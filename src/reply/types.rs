//! Request and response shapes for the `/reply` endpoint.

use std::collections::{BTreeMap, HashSet};

use serde::{Deserialize, Serialize};

use crate::error::GatewayError;
use crate::evaluation::EvaluationResult;

/// Inbound customer email as posted by the caller.
#[derive(Debug, Clone, Default, Deserialize)]
pub struct EmailRequest {
    /// Raw message body.
    pub email: String,
    #[serde(default)]
    pub expected_keys: Option<Vec<String>>,
    #[serde(default)]
    pub customer_email: Option<String>,
    #[serde(default)]
    pub subject: Option<String>,
}

/// Metadata handed to the reply-generation collaborator.
///
/// Only fields the caller actually supplied are present; absent fields are
/// omitted when serialized so the collaborator applies its own defaults.
#[derive(Debug, Clone, Default, PartialEq, Eq, Serialize)]
pub struct ReplyMetadata {
    #[serde(skip_serializing_if = "Option::is_none")]
    expected_keys: Option<Vec<String>>,
    #[serde(skip_serializing_if = "Option::is_none")]
    customer_email: Option<String>,
    #[serde(skip_serializing_if = "Option::is_none")]
    subject: Option<String>,
}

impl ReplyMetadata {
    pub fn new() -> Self {
        Self::default()
    }

    pub fn with_expected_keys(mut self, keys: Vec<String>) -> Self {
        self.expected_keys = Some(keys);
        self
    }

    pub fn with_customer_email(mut self, email: impl Into<String>) -> Self {
        self.customer_email = Some(email.into());
        self
    }

    pub fn with_subject(mut self, subject: impl Into<String>) -> Self {
        self.subject = Some(subject.into());
        self
    }

    pub fn expected_keys(&self) -> Option<&[String]> {
        self.expected_keys.as_deref()
    }

    pub fn customer_email(&self) -> Option<&str> {
        self.customer_email.as_deref()
    }

    pub fn subject(&self) -> Option<&str> {
        self.subject.as_deref()
    }

    /// True when the caller supplied none of the optional fields.
    pub fn is_empty(&self) -> bool {
        self.expected_keys.is_none() && self.customer_email.is_none() && self.subject.is_none()
    }
}

/// A validated email request: non-blank body plus the supplied metadata.
#[derive(Debug, Clone, PartialEq, Eq)]
pub struct ValidatedEmail {
    pub email: String,
    pub metadata: ReplyMetadata,
}

impl EmailRequest {
    /// Validate the request and build the metadata bag.
    ///
    /// Empty optional values are treated as not supplied. Expected keys,
    /// when supplied, must be non-empty and distinct.
    pub fn validate(self) -> Result<ValidatedEmail, GatewayError> {
        if self.email.trim().is_empty() {
            return Err(GatewayError::InvalidRequest(
                "email must not be empty".to_string(),
            ));
        }

        let mut metadata = ReplyMetadata::new();

        if let Some(keys) = self.expected_keys.filter(|k| !k.is_empty()) {
            let mut seen = HashSet::new();
            for key in &keys {
                if key.trim().is_empty() {
                    return Err(GatewayError::InvalidRequest(
                        "expected_keys must not contain empty identifiers".to_string(),
                    ));
                }
                if !seen.insert(key.as_str()) {
                    return Err(GatewayError::InvalidRequest(format!(
                        "expected_keys contains duplicate identifier {key:?}"
                    )));
                }
            }
            metadata = metadata.with_expected_keys(keys);
        }
        if let Some(customer_email) = self.customer_email.filter(|s| !s.is_empty()) {
            metadata = metadata.with_customer_email(customer_email);
        }
        if let Some(subject) = self.subject.filter(|s| !s.is_empty()) {
            metadata = metadata.with_subject(subject);
        }

        Ok(ValidatedEmail {
            email: self.email,
            metadata,
        })
    }
}

/// Reply returned to the caller, with an evaluation derived from `answers`.
#[derive(Debug, Clone, PartialEq, Serialize, Deserialize)]
pub struct EmailResponse {
    pub reply: String,
    /// Effective key set used for evaluation.
    pub expected_keys: Vec<String>,
    pub answers: BTreeMap<String, String>,
    pub evaluation: EvaluationResult,
}
//! Chat message normalization.
//!
//! Inbound chat payloads arrive from several callers with loosely agreed
//! field names. They are first read into [`InboundChatPayload`], where every
//! field is either a non-empty string or absent, and then resolved into a
//! fully populated [`CanonicalMessage`].

use serde::{Deserialize, Deserializer, Serialize};

pub const DEFAULT_CONVERSATION_ID: &str = "api-web";
pub const DEFAULT_END_USER_HANDLE: &str = "api-user";
pub const DEFAULT_CHANNEL: &str = "web_chat";

/// Normalized inbound chat record. All fields are always populated.
#[derive(Debug, Clone, PartialEq, Eq, Serialize, Deserialize)]
pub struct CanonicalMessage {
    pub conversation_id: String,
    pub text: String,
    pub end_user_handle: String,
    pub channel: String,
}

/// Recognized fields of an inbound chat payload.
///
/// Non-string and empty-string values are read as absent, so deserializing
/// a JSON object into this type cannot fail on field contents.
#[derive(Debug, Clone, Default, PartialEq, Eq, Deserialize)]
pub struct InboundChatPayload {
    #[serde(default, deserialize_with = "non_empty_text")]
    pub conversation_id: Option<String>,
    #[serde(default, deserialize_with = "non_empty_text")]
    pub text: Option<String>,
    #[serde(default, deserialize_with = "non_empty_text")]
    pub message: Option<String>,
    #[serde(default, deserialize_with = "non_empty_text")]
    pub end_user_handle: Option<String>,
    #[serde(default, deserialize_with = "non_empty_text")]
    pub user: Option<String>,
    #[serde(default, deserialize_with = "non_empty_text")]
    pub channel: Option<String>,
}

fn non_empty_text<'de, D>(deserializer: D) -> Result<Option<String>, D::Error>
where
    D: Deserializer<'de>,
{
    let value = serde_json::Value::deserialize(deserializer)?;
    Ok(match value {
        serde_json::Value::String(s) if !s.is_empty() => Some(s),
        _ => None,
    })
}

impl InboundChatPayload {
    /// Read recognized fields out of an arbitrary JSON value.
    ///
    /// Anything that is not an object yields an empty payload.
    pub fn from_value(value: &serde_json::Value) -> Self {
        if !value.is_object() {
            return Self::default();
        }
        Self::deserialize(value).unwrap_or_default()
    }

    /// Resolve fields in precedence order, substituting defaults.
    pub fn into_canonical(self) -> CanonicalMessage {
        CanonicalMessage {
            conversation_id: self
                .conversation_id
                .unwrap_or_else(|| DEFAULT_CONVERSATION_ID.to_string()),
            text: self.text.or(self.message).unwrap_or_default(),
            end_user_handle: self
                .end_user_handle
                .or(self.user)
                .unwrap_or_else(|| DEFAULT_END_USER_HANDLE.to_string()),
            channel: self.channel.unwrap_or_else(|| DEFAULT_CHANNEL.to_string()),
        }
    }
}

/// Normalize any inbound payload into a canonical message. Never fails.
pub fn normalize(payload: &serde_json::Value) -> CanonicalMessage {
    InboundChatPayload::from_value(payload).into_canonical()
}
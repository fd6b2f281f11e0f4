//! HTTP endpoints for the gateway.

use axum::extract::State;
use axum::extract::rejection::JsonRejection;
use axum::response::IntoResponse;
use axum::routing::{get, post};
use axum::{Json, Router};
use serde::Serialize;
use tower_http::cors::CorsLayer;
use tower_http::trace::TraceLayer;
use tracing::debug;

use crate::chat;
use crate::error::GatewayError;
use crate::queue::QueueRouter;
use crate::reply::{EmailRequest, EmailResponse, ReplyAdapter};

/// Application state shared across handlers.
#[derive(Clone)]
pub struct AppState {
    pub replies: ReplyAdapter,
    pub queue: QueueRouter,
}

/// Build the gateway router.
pub fn gateway_routes(state: AppState) -> Router {
    Router::new()
        .route("/healthz", get(healthz))
        .route("/reply", post(reply))
        .route("/chat/enqueue", post(enqueue_chat))
        .layer(TraceLayer::new_for_http())
        .layer(CorsLayer::permissive())
        .with_state(state)
}

// ── Health ──────────────────────────────────────────────────────────────

#[derive(Debug, Serialize)]
struct HealthResponse {
    status: &'static str,
    model_loaded: bool,
}

async fn healthz(State(state): State<AppState>) -> impl IntoResponse {
    Json(HealthResponse {
        status: "ok",
        model_loaded: state.replies.is_ready(),
    })
}

// ── Reply ───────────────────────────────────────────────────────────────

async fn reply(
    State(state): State<AppState>,
    body: Result<Json<EmailRequest>, JsonRejection>,
) -> Result<Json<EmailResponse>, GatewayError> {
    let Json(request) = body.map_err(|e| GatewayError::InvalidRequest(e.body_text()))?;
    let response = state.replies.reply(request).await?;
    Ok(Json(response))
}

// ── Chat queue ──────────────────────────────────────────────────────────

#[derive(Debug, Serialize)]
struct EnqueueResponse {
    enqueued: usize,
    #[serde(skip_serializing_if = "Option::is_none")]
    queue_id: Option<i64>,
}

async fn enqueue_chat(
    State(state): State<AppState>,
    body: Result<Json<serde_json::Value>, JsonRejection>,
) -> Result<Json<EnqueueResponse>, GatewayError> {
    let Json(payload) = body.map_err(|e| GatewayError::InvalidRequest(e.body_text()))?;
    if !payload.is_object() {
        return Err(GatewayError::InvalidRequest(
            "chat payload must be a JSON object".to_string(),
        ));
    }

    let message = chat::normalize(&payload);
    debug!(
        conversation_id = %message.conversation_id,
        channel = %message.channel,
        "Normalized chat message"
    );

    let result = state.queue.enqueue_one(message).await?;
    Ok(Json(EnqueueResponse {
        enqueued: result.enqueued_count,
        queue_id: result.backend_reference,
    }))
}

• Work to be completed:
Find and copy each line above holding "EmailResponse".

• Reply:
pub struct EmailResponse {
use crate::reply::{EmailRequest, EmailResponse, ReplyAdapter};
) -> Result<Json<EmailResponse>, GatewayError> {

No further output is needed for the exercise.